> TASK TO CARRY OUT
Determine how many lines of the data below contain "beats", then give only that number.

> INPUT FOR THIS TASK
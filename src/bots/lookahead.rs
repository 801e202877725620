use tracing::trace;

use crate::action::CardSource;
use crate::bots::difficulty::DifficultyProfile;
use crate::bots::heuristics;
use crate::bots::{Move, Step};
use crate::card::Card;
use crate::rules;
use crate::state::GameState;

/// Coarse ordering applied before scores: a useful play always beats a discard,
/// and a discard beats throwing a Skip-Bo card away.
#[derive(Copy, Clone, Debug, Eq, PartialEq, Ord, PartialOrd)]
pub enum MoveClass {
    WastedPlay,
    Discard,
    Play,
}

#[derive(Copy, Clone, Debug, Eq, PartialEq)]
pub struct ScoredMove {
    pub mv: Move,
    pub class: MoveClass,
    pub score: i32,
}

/// Every legal play and discard for the current player, best first.
///
/// Equal moves keep enumeration order: stock, then hand slots, then discard piles.
pub fn ranked_moves(state: &GameState, profile: &DifficultyProfile) -> Vec<ScoredMove> {
    let player = state.current();
    let mut moves = Vec::new();

    let mut sources: Vec<(CardSource, Card)> = Vec::new();
    if let Some(card) = player.stock_top() {
        sources.push((CardSource::Stock, card));
    }
    sources.extend(
        player
            .hand_cards()
            .map(|(slot, card)| (CardSource::Hand(slot), card)),
    );
    sources.extend(
        (0..player.discard_piles.len())
            .filter_map(|index| player.discard_top(index).map(|card| (CardSource::Discard(index), card))),
    );

    for (source, card) in sources.iter().copied() {
        for pile in 0..state.build_piles.len() {
            let Some(score) = heuristics::play_score(state, source, card, pile, profile) else {
                continue;
            };
            let value = state.build_piles[pile].next_value();
            let class = if heuristics::wastes_skip_bo(state, source, card, value) {
                MoveClass::WastedPlay
            } else {
                MoveClass::Play
            };
            moves.push(ScoredMove {
                mv: Move {
                    source,
                    card,
                    step: Step::Play(pile),
                },
                class,
                score,
            });
        }
    }

    for (slot, card) in player.hand_cards() {
        let Some(value) = card.value() else {
            continue;
        };
        let piles: Vec<usize> = if profile.strategic_discard {
            (0..player.discard_piles.len()).collect()
        } else {
            vec![heuristics::best_discard_pile(state, value, profile)]
        };
        for pile in piles {
            let Some(score) = heuristics::discard_move_score(state, card, pile, profile) else {
                continue;
            };
            moves.push(ScoredMove {
                mv: Move {
                    source: CardSource::Hand(slot),
                    card,
                    step: Step::Discard(pile),
                },
                class: MoveClass::Discard,
                score,
            });
        }
    }

    moves.sort_by(|a, b| (b.class, b.score).cmp(&(a.class, a.score)));
    debug_assert!(moves.iter().all(|scored| is_legal(state, &scored.mv)));
    if let Some(best) = moves.first() {
        trace!(candidates = moves.len(), best = ?best.mv, score = best.score, "ranked moves");
    }
    moves
}

fn is_legal(state: &GameState, mv: &Move) -> bool {
    match mv.step {
        Step::Play(pile) => state
            .build_piles
            .get(pile)
            .is_some_and(|pile| rules::can_play(mv.card, pile, state.config.max_value)),
        Step::Discard(_) => matches!(mv.source, CardSource::Hand(_)) && !mv.card.is_skip_bo(),
    }
}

> TASK RESPONSE
2